É casada com Manuel Rodrigues, por alcunha, o Mocho, trabalhador, natural da cidade de Silves, de quem tem dois filhos e uma filha, a saber: Domingos Rodrigues, sapateiro, viúvo de Catarina Rosa, João Baptista, sapateiro, casado não sabe com quem, Isabel Maria, casada com Francisco Rodrigues.
É baptizada e foi crismada. Soube as orações e textos do Catecismo, com excepção dos Mandamentos da Santa Madre Igreja.
Supõe ter sido presa pelas culpas que tem vindo a confessar.
O processo faz aqui uma pausa de um ano. Era um truque dos Inquisidores para amolecer os presos demasiado senhores de si. No caso da ré, tinham dificuldade em avançar com as culpas que ela tinha confessado, apesar de poderem ser classificadas como superstições. O mais normal seria levarem-na a tormento para que confessasse pacto com o diabo, ou se nada confessasse, purgasse as culpas que já tinha confessado. Entretanto, iam prosseguir os interrogatórios, tentando arrancar mais confissões.

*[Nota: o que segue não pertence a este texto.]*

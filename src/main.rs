//! Headless demo entry point
//!
//! Runs a short scripted session against the simulation core: start a game,
//! aim, charge, fire, let the field evolve, then save and reload a snapshot.
//! Useful as a smoke test and as a usage example for frontend authors.

use std::path::PathBuf;

use glam::Vec2;
use log::info;

use gunfield::persistence::{load_snapshot, save_snapshot};
use gunfield::sim::events::GameEvent;
use gunfield::sim::scheduler::JobMode;
use gunfield::{Game, Tuning};

fn main() -> Result<(), Box<dyn std::error::Error>> {
    env_logger::init();

    let tuning = Tuning::default();
    let seed = std::env::args()
        .nth(1)
        .and_then(|s| s.parse().ok())
        .unwrap_or(0xC0FFEE);

    let mut game = Game::new(tuning.clone(), seed)?;
    game.new_game();

    // Aim toward the middle of the target zone and charge for a while
    game.set_pointer(Vec2::new(560.0, 420.0));
    game.fire_start();
    for _ in 0..30 {
        game.step();
    }
    game.fire_end();

    let mut hits = 0;
    for tick in 0..400 {
        for event in game.step() {
            match event {
                GameEvent::HitScored { bullet_number, .. } => {
                    hits += 1;
                    info!("tick {tick}: bullet {bullet_number} scored");
                }
                GameEvent::RoundOver { shots } => {
                    info!("tick {tick}: round over after {shots} shots");
                }
                _ => {}
            }
        }
    }
    println!("after 400 ticks: score {}, {} hits observed", game.score, hits);

    let save_path = PathBuf::from("gunfield-save.json");
    save_snapshot(&save_path, &game.get_state())?;

    let mut restored = Game::new(tuning.clone(), seed)?;
    let snapshot = load_snapshot(&save_path, &tuning)?;
    restored.set_state(&snapshot, JobMode::Active)?;
    println!(
        "reloaded save: score {}, {} targets standing",
        restored.score,
        restored.arena.targets.len()
    );

    Ok(())
}
//! Ball flight and explosion
//!
//! A ball integrates under gravity each tick, bounces off the side walls and
//! the floor with damping, and detonates once it is crawling along the floor.
//! The explosion is its own staged animation driven by a separate job, so a
//! pause mid-fireball resumes exactly where it left off.

use glam::Vec2;

use crate::consts::{
    DETONATION_BAND, EXPLOSION_RADIUS_STEP, EXPLOSION_RISE, EXPLOSION_STAGES, FLOOR_Y, LEFT_X,
    RIGHT_X,
};
use crate::sim::events::Color;
use crate::sim::scheduler::JobSlot;
use crate::tuning::Tuning;

/// What `integrate` decided for this tick.
#[derive(Debug, Clone, Copy, PartialEq, Eq)]
pub enum MotionOutcome {
    /// Still in flight; bounce and reschedule.
    Flying,
    /// Too slow near the floor; begin the explosion.
    Spent,
}

/// One step of the explosion animation.
#[derive(Debug, Clone, Copy, PartialEq, Eq)]
pub enum ExplosionPhase {
    /// Fireball grew another stage; schedule the next one.
    Growing,
    /// Animation finished; remove the ball.
    Done,
}

#[derive(Debug, Clone)]
pub struct Ball {
    pub pos: Vec2,
    /// Velocity with y pointing up, unlike screen coordinates
    pub vel: Vec2,
    pub radius: f32,
    pub color: Color,
    /// Sequence number within the current round, first shot is 1
    pub bullet_number: u32,
    /// Vestigial hit-point counter, carried through saves
    pub life: u32,
    /// 0 while live; counts explosion stages once detonated
    pub explosion_stage: u8,
    pub job: JobSlot,
    pub explosion_job: JobSlot,
}

impl Ball {
    pub fn new(pos: Vec2, vel: Vec2, color: Color, bullet_number: u32, tuning: &Tuning) -> Self {
        Self {
            pos,
            vel,
            radius: tuning.ball_radius,
            color,
            bullet_number,
            life: crate::consts::BALL_LIFE,
            explosion_stage: 0,
            job: JobSlot::None,
            explosion_job: JobSlot::None,
        }
    }

    /// Still flying, not yet detonated.
    pub fn is_live(&self) -> bool {
        self.explosion_stage == 0
    }

    /// Advance one tick of flight: move, apply gravity, and check whether the
    /// ball has spent itself crawling along the floor.
    pub fn integrate(&mut self, tuning: &Tuning) -> MotionOutcome {
        self.pos.x += self.vel.x;
        self.pos.y -= self.vel.y;
        self.vel.y -= tuning.gravity;

        // Inclusive so a ball sitting exactly at the stop speed detonates
        let slow = self.vel.length_squared() <= tuning.stop_speed * tuning.stop_speed;
        if slow && FLOOR_Y - self.pos.y < DETONATION_BAND {
            MotionOutcome::Spent
        } else {
            MotionOutcome::Flying
        }
    }

    /// Reflect off walls and floor with damping. Wall bounces mirror the
    /// position about the bound; floor bounces get an upward kick first, and
    /// a rebound slower than the stop speed is zeroed so the ball settles.
    pub fn bounce(&mut self, tuning: &Tuning) {
        let j = tuning.restitution;

        if self.pos.x < LEFT_X {
            self.vel.x = -self.vel.x * j;
            self.vel.y *= j;
            self.pos.x = 2.0 * LEFT_X - self.pos.x;
        } else if self.pos.x > RIGHT_X {
            self.vel.x = -self.vel.x * j;
            self.vel.y *= j;
            self.pos.x = 2.0 * RIGHT_X - self.pos.x;
        }

        if self.pos.y > FLOOR_Y {
            self.vel.x *= j;
            self.vel.y += tuning.floor_kick;
            self.vel.y = -self.vel.y * j;
            if self.vel.y.abs() < tuning.stop_speed {
                self.vel.y = 0.0;
            }
            self.pos.y = 2.0 * FLOOR_Y - self.pos.y;
        }
    }

    /// Advance the explosion one stage. The first call recolors the ball into
    /// a fireball; each stage grows the radius and drifts the ball upward.
    pub fn explode_step(&mut self) -> ExplosionPhase {
        if self.explosion_stage == 0 {
            self.color = Color::Yellow;
        }
        if self.explosion_stage < EXPLOSION_STAGES {
            // Radius uses the pre-increment stage, so the first frame is a
            // point that grows over the following frames
            self.radius = EXPLOSION_RADIUS_STEP * f32::from(self.explosion_stage);
            self.pos.y -= EXPLOSION_RISE;
            self.explosion_stage += 1;
            ExplosionPhase::Growing
        } else {
            ExplosionPhase::Done
        }
    }
}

31-8-1734 – Interrogada, a ré disse que não tinha mais culpas que confessar. Nunca se apartou da fé católica, nunca adorou o demónio nem pensou em fazer uma coisa dessas. Nunca arrenegou a Cristo, nunca lhe apareceu o demónio, nunca fez pacto com ele. Nunca invocou o demónio. Disse que as curas que fazia lhe pareciam inteiramente lícitas e que as palavras que dizia nelas lhe pareciam santas e boas, e o bem que delas resultava o atribuía a Deus, nunca ao demónio. Disse-lhe então o Inquisidor: “Perguntada se sabe, que nenhumas palavras, bênçãos e cerimónias, por mais santas que sejam, podem, natural ou sobrenaturalmente, produzir efeito algum excepto os que a Igreja tem determinado para certos fins, e que todo o efeito, que por meio delas resulta, se há-de atribuir a virtude de algum pacto expresso ou implícito com o demónio?” Respondeu a ré: “Disse que agora sabe e acaba de entender o contido na pergunta”.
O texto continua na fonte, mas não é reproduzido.